De acordo com a lei em vigor, trabalhar 12 anos ou 30 numa empresa é mais ou menos o mesmo quando se é despedido. A lei das relações de trabalho limita o valor máximo da indemnização a 12 vezes o salário base. “Se alguém estiver a trabalhar para uma empresa 30 anos, então deve ser feito o cálculo a 30 anos”, defende Ng Kuok Cheong.

 

Outro tecto imposto pela actual legislação tem que ver com o montante máximo da remuneração de base mensal utilizado para calcular a indemnização, que está fixado em 14 mil patacas. Em termos práticos, tal significa que, em caso de despedimento sem justa causa, é indiferente ganhar 14 mil patacas ou 60 mil – o trabalhador vai para casa com o mesmo valor. Os três deputados da ANM querem duplicar o valor, ou seja, fixá-lo em 28 mil patacas.

 

Os pró-democratas pretendem seguir a lógica com que esta norma apareceu. “Na altura da Administração portuguesa, em 1998, o Governo disse-nos que o máximo de 14 mil patacas cobria mais de 90 por cento dos trabalhadores de Macau.

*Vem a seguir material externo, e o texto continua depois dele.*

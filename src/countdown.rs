// This library is free software: you can redistribute it and/or modify
// it under the terms of the GNU General Public License as published by
// the Free Software Foundation, either version 3 of the License, or
// (at your option) any later version.
//
// This library is distributed in the hope that it will be useful,
// but WITHOUT ANY WARRANTY; without even the implied warranty of
// MERCHANTABILITY or FITNESS FOR A PARTICULAR PURPOSE.  See the
// GNU General Public License for more details.
//
// You should have received a copy of the GNU General Public License
// along with this library.  If not, see <http://www.gnu.org/licenses/>.

//! The one-second countdown and the display phase derived from it.
//!
//! [`Countdown`] is the only value shared between the timer interrupt and the
//! main loop. Every read and write goes through a critical section so the
//! main loop never sees half of a 16-bit update.

use core::cell::Cell;

use critical_section::Mutex;

use crate::config::BLINK_WINDOW;
use crate::glyph::{self, BLANK_DIGIT};

/// Seconds left on the timer. Negative once it has run out.
pub struct Countdown(Mutex<Cell<i16>>);

impl Countdown {
    #[must_use]
    pub const fn new(start: i16) -> Self {
        Self(Mutex::new(Cell::new(start)))
    }

    /// Count one elapsed second. Called from the time base interrupt.
    pub fn tick(&self) {
        critical_section::with(|cs| {
            let cell = self.0.borrow(cs);
            cell.set(cell.get().saturating_sub(1));
        });
    }

    /// Seconds left, as seen from the main loop.
    #[must_use]
    pub fn remaining(&self) -> i16 {
        critical_section::with(|cs| self.0.borrow(cs).get())
    }
}

/// What the display shows for a given countdown value.
#[derive(Clone, Copy, Debug, PartialEq, Eq)]
pub enum Phase {
    /// Counting down, shown as `MM:SS`.
    Running { minutes: u16, seconds: u16 },
    /// Ran out less than [`BLINK_WINDOW`] seconds ago. `lit` alternates with
    /// the parity of the counter itself: even shows `00:00`, odd is dark.
    Expired { lit: bool },
    /// Terminal. The device powers down until it is reset.
    Sleeping,
}

impl Phase {
    #[must_use]
    pub fn of(remaining: i16) -> Self {
        if remaining >= 0 {
            let remaining = remaining.unsigned_abs();
            Self::Running {
                minutes: remaining / 60,
                seconds: remaining % 60,
            }
        } else if remaining >= -BLINK_WINDOW {
            Self::Expired {
                lit: remaining % 2 == 0,
            }
        } else {
            Self::Sleeping
        }
    }

    /// Segment codes for the four positions, left to right, or `None` once
    /// the display should be shut down.
    #[must_use]
    pub fn digit_codes(self) -> Option<[u8; 4]> {
        match self {
            Self::Running { minutes, seconds } => Some([
                decimal(minutes / 10),
                decimal(minutes % 10),
                decimal(seconds / 10),
                decimal(seconds % 10),
            ]),
            Self::Expired { lit: true } => Some([glyph::encode(0); 4]),
            Self::Expired { lit: false } => Some([glyph::encode(BLANK_DIGIT); 4]),
            Self::Sleeping => None,
        }
    }
}

// More than 99 minutes cannot be shown; the tens position gets the error glyph.
fn decimal(value: u16) -> u8 {
    match u8::try_from(value) {
        Ok(digit) if digit < BLANK_DIGIT => glyph::encode(digit),
        _ => glyph::ERROR,
    }
}

#[cfg(test)]
mod tests {
    use super::*;
    use crate::config::RESET_TIME;
    use crate::glyph::{encode, BLANK, ERROR};

    #[test]
    fn splits_minutes_and_seconds() {
        assert_eq!(
            Phase::of(125),
            Phase::Running {
                minutes: 2,
                seconds: 5
            }
        );
        assert_eq!(
            Phase::of(125).digit_codes(),
            Some([encode(0), encode(2), encode(0), encode(5)])
        );
    }

    #[test]
    fn start_shows_full_duration() {
        assert_eq!(
            Phase::of(RESET_TIME).digit_codes(),
            Some([encode(2), encode(5), encode(0), encode(0)])
        );
    }

    #[test]
    fn every_running_value_matches_its_clock_reading() {
        for remaining in 0..=RESET_TIME {
            let minutes = remaining / 60;
            let seconds = remaining % 60;
            let expected = [minutes / 10, minutes % 10, seconds / 10, seconds % 10]
                .map(|d| encode(u8::try_from(d).unwrap()));
            assert_eq!(Phase::of(remaining).digit_codes(), Some(expected));
        }
    }

    #[test]
    fn zero_is_still_running() {
        assert_eq!(Phase::of(0).digit_codes(), Some([encode(0); 4]));
    }

    #[test]
    fn blink_follows_counter_parity() {
        for remaining in -BLINK_WINDOW..0 {
            let expected = if remaining % 2 == 0 {
                [encode(0); 4]
            } else {
                [BLANK; 4]
            };
            assert_eq!(
                Phase::of(remaining).digit_codes(),
                Some(expected),
                "remaining {remaining}"
            );
        }
        assert_eq!(Phase::of(-1), Phase::Expired { lit: false });
        assert_eq!(Phase::of(-2), Phase::Expired { lit: true });
        assert_eq!(Phase::of(-60), Phase::Expired { lit: true });
    }

    #[test]
    fn sleeps_past_the_blink_window() {
        assert_eq!(Phase::of(-61), Phase::Sleeping);
        assert_eq!(Phase::of(i16::MIN), Phase::Sleeping);
        assert_eq!(Phase::Sleeping.digit_codes(), None);
    }

    #[test]
    fn over_99_minutes_shows_error_in_tens() {
        let codes = Phase::of(100 * 60 + 7).digit_codes().unwrap();
        assert_eq!(codes, [ERROR, encode(0), encode(0), encode(7)]);
    }

    #[test]
    fn ticks_count_down_one_second_each() {
        let countdown = Countdown::new(3);
        countdown.tick();
        countdown.tick();
        assert_eq!(countdown.remaining(), 1);
        for _ in 0..5 {
            countdown.tick();
        }
        assert_eq!(countdown.remaining(), -4);
    }

    #[test]
    fn tick_saturates() {
        let countdown = Countdown::new(i16::MIN + 1);
        countdown.tick();
        countdown.tick();
        assert_eq!(countdown.remaining(), i16::MIN);
    }
}
use std::sync::Arc;

use pagepool::buffer::BufferPoolManager;
use pagepool::storage::disk::DiskManager;

fn main() {
    tracing_subscriber::fmt()
        .with_env_filter(tracing_subscriber::EnvFilter::from_default_env())
        .init();

    println!("pagepool - buffer pool page cache demo");
    println!("======================================\n");

    let db_path = "demo.db";

    let disk_manager = Arc::new(DiskManager::new(db_path).expect("failed to open database file"));
    println!("Opened database file: {}", db_path);

    // Tiny pool so the demo actually evicts.
    let bpm = BufferPoolManager::new(3, 2, Arc::clone(&disk_manager));
    println!(
        "Created buffer pool with {} frames (LRU-2)\n",
        bpm.pool_size()
    );

    // Allocate a page and scribble on it.
    let (first_id, page) = bpm
        .new_page()
        .expect("disk error")
        .expect("no frame available");
    let greeting = b"Hello from the page cache!";
    page.write_data()[..greeting.len()].copy_from_slice(greeting);
    bpm.unpin_page(first_id, true);
    println!("Wrote {} bytes into {}", greeting.len(), first_id);

    // Churn enough pages through the pool to push the first one out.
    for _ in 0..4 {
        let (page_id, _page) = bpm
            .new_page()
            .expect("disk error")
            .expect("no frame available");
        bpm.unpin_page(page_id, false);
    }
    println!("Churned 4 more pages through a 3-frame pool");

    // The first page comes back from disk, contents intact.
    let page = bpm
        .fetch_page(first_id)
        .expect("disk error")
        .expect("no frame available");
    {
        let data = page.read_data();
        println!(
            "Fetched {} again: {:?}",
            first_id,
            String::from_utf8_lossy(&data[..greeting.len()])
        );
    }
    bpm.unpin_page(first_id, false);

    println!(
        "\nDisk traffic: {} reads, {} writes",
        disk_manager.get_num_reads(),
        disk_manager.get_num_writes()
    );

    std::fs::remove_file(db_path).ok();
    println!("Demo completed successfully!");
}
use std::collections::{BTreeMap, HashMap, VecDeque};

use parking_lot::Mutex;

use crate::common::{FrameId, Timestamp};

/// Access history for a single tracked frame.
struct FrameState {
    /// Last up-to-K access timestamps, oldest at the front. A frame seen
    /// for the first time carries a unique below-zero sentinel at the
    /// front until it has K real accesses, so comparing fronts across
    /// frames reproduces the LRU-K order with under-K frames first.
    history: VecDeque<Timestamp>,
    evictable: bool,
}

/// LRU-K replacement policy.
///
/// The victim is the evictable frame with the largest backward K-distance:
/// the time elapsed since its K-th-most-recent access, taken as +inf for
/// frames with fewer than K accesses. Ties among +inf frames go to the
/// frame seen earliest.
///
/// Rather than recomputing distances on eviction, the replacer keeps an
/// ordered map from each evictable frame's front timestamp to its id; the
/// minimum entry is the next victim.
pub struct LruKReplacer {
    k: usize,
    replacer_size: usize,
    inner: Mutex<ReplacerInner>,
}

struct ReplacerInner {
    frames: HashMap<FrameId, FrameState>,
    /// front timestamp -> frame id, evictable frames only
    candidates: BTreeMap<Timestamp, FrameId>,
    /// Monotonic clock; also salts the per-frame sentinels so they stay
    /// unique.
    current_ts: Timestamp,
    evictable_count: usize,
}

impl LruKReplacer {
    /// Creates a replacer tracking up to `replacer_size` frames with the
    /// given K.
    pub fn new(replacer_size: usize, k: usize) -> Self {
        assert!(k >= 1, "k must be at least 1");
        Self {
            k,
            replacer_size,
            inner: Mutex::new(ReplacerInner {
                frames: HashMap::new(),
                candidates: BTreeMap::new(),
                current_ts: 0,
                evictable_count: 0,
            }),
        }
    }

    /// Records an access to `frame_id` at the current timestamp.
    ///
    /// Out-of-range frame ids are a programming error.
    pub fn record_access(&self, frame_id: FrameId) {
        assert!(
            frame_id.as_usize() < self.replacer_size,
            "frame id {frame_id} out of range (replacer size {})",
            self.replacer_size
        );

        let inner = &mut *self.inner.lock();

        // Unique stamp below every real timestamp; stands in for the
        // K-th-most-recent access until the frame has K real ones.
        let sentinel = Timestamp::MIN + inner.current_ts;
        let state = inner.frames.entry(frame_id).or_insert_with(|| {
            let mut history = VecDeque::with_capacity(self.k + 1);
            history.push_back(sentinel);
            FrameState {
                history,
                evictable: false,
            }
        });

        let ts = inner.current_ts;
        inner.current_ts += 1;

        state.history.push_back(ts);
        if state.history.len() > self.k {
            let old_front = state.history.pop_front().unwrap();
            if state.evictable {
                inner.candidates.remove(&old_front);
                inner
                    .candidates
                    .insert(*state.history.front().unwrap(), frame_id);
            }
        }
    }

    /// Sets whether `frame_id` may be evicted. Idempotent in the same
    /// state. The frame must be tracked.
    pub fn set_evictable(&self, frame_id: FrameId, evictable: bool) {
        let inner = &mut *self.inner.lock();

        let state = inner
            .frames
            .get_mut(&frame_id)
            .unwrap_or_else(|| panic!("set_evictable on untracked frame {frame_id}"));

        if !state.evictable && evictable {
            inner
                .candidates
                .insert(*state.history.front().unwrap(), frame_id);
            inner.evictable_count += 1;
        } else if state.evictable && !evictable {
            inner.candidates.remove(state.history.front().unwrap());
            inner.evictable_count -= 1;
        }
        state.evictable = evictable;
    }

    /// Evicts the frame with the largest backward K-distance and drops its
    /// history. Returns None when no frame is evictable.
    pub fn evict(&self) -> Option<FrameId> {
        let inner = &mut *self.inner.lock();

        let (_, frame_id) = inner.candidates.pop_first()?;
        inner.frames.remove(&frame_id);
        inner.evictable_count -= 1;
        Some(frame_id)
    }

    /// Force-removes a tracked frame, dropping its history. The frame must
    /// be evictable.
    pub fn remove(&self, frame_id: FrameId) {
        let inner = &mut *self.inner.lock();

        let state = inner
            .frames
            .remove(&frame_id)
            .unwrap_or_else(|| panic!("remove of untracked frame {frame_id}"));
        assert!(
            state.evictable,
            "remove of non-evictable frame {frame_id}"
        );

        inner.candidates.remove(state.history.front().unwrap());
        inner.evictable_count -= 1;
    }

    /// Returns the number of evictable frames.
    pub fn size(&self) -> usize {
        self.inner.lock().evictable_count
    }

    /// Returns the K this replacer ranks by.
    pub fn k(&self) -> usize {
        self.k
    }
}
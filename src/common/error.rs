use thiserror::Error;

use super::types::PageId;

/// Errors surfaced by the page cache.
///
/// Capacity exhaustion and caller contract violations are not errors; they
/// are reported as absent values and booleans by the buffer pool API. An
/// `Err` here means disk I/O or scheduler plumbing failed.
#[derive(Error, Debug)]
pub enum PoolError {
    #[error("I/O error: {0}")]
    Io(#[from] std::io::Error),

    #[error("Invalid page ID: {0}")]
    InvalidPageId(PageId),

    #[error("Disk scheduler error: {0}")]
    DiskScheduler(String),
}

pub type Result<T> = std::result::Result<T, PoolError>;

Se ajustarmos este limite, esperamos também cobrir quase 90 por cento”, justificou Ng Kuok Cheong, recordando que a média salarial subiu nos últimos anos. 

 

O projecto de lei dos três deputados contempla apenas a revisão parcial do artigo 70º, mas mexe com valores. Por isso, Ng Kuok Cheong sabe que a ideia poderá não ser bem acolhida por aqueles que representam o patronato na AL. O deputado garante que vai fazer o possível por convencer os colegas e vinca que está receptivo a alterações ao projecto.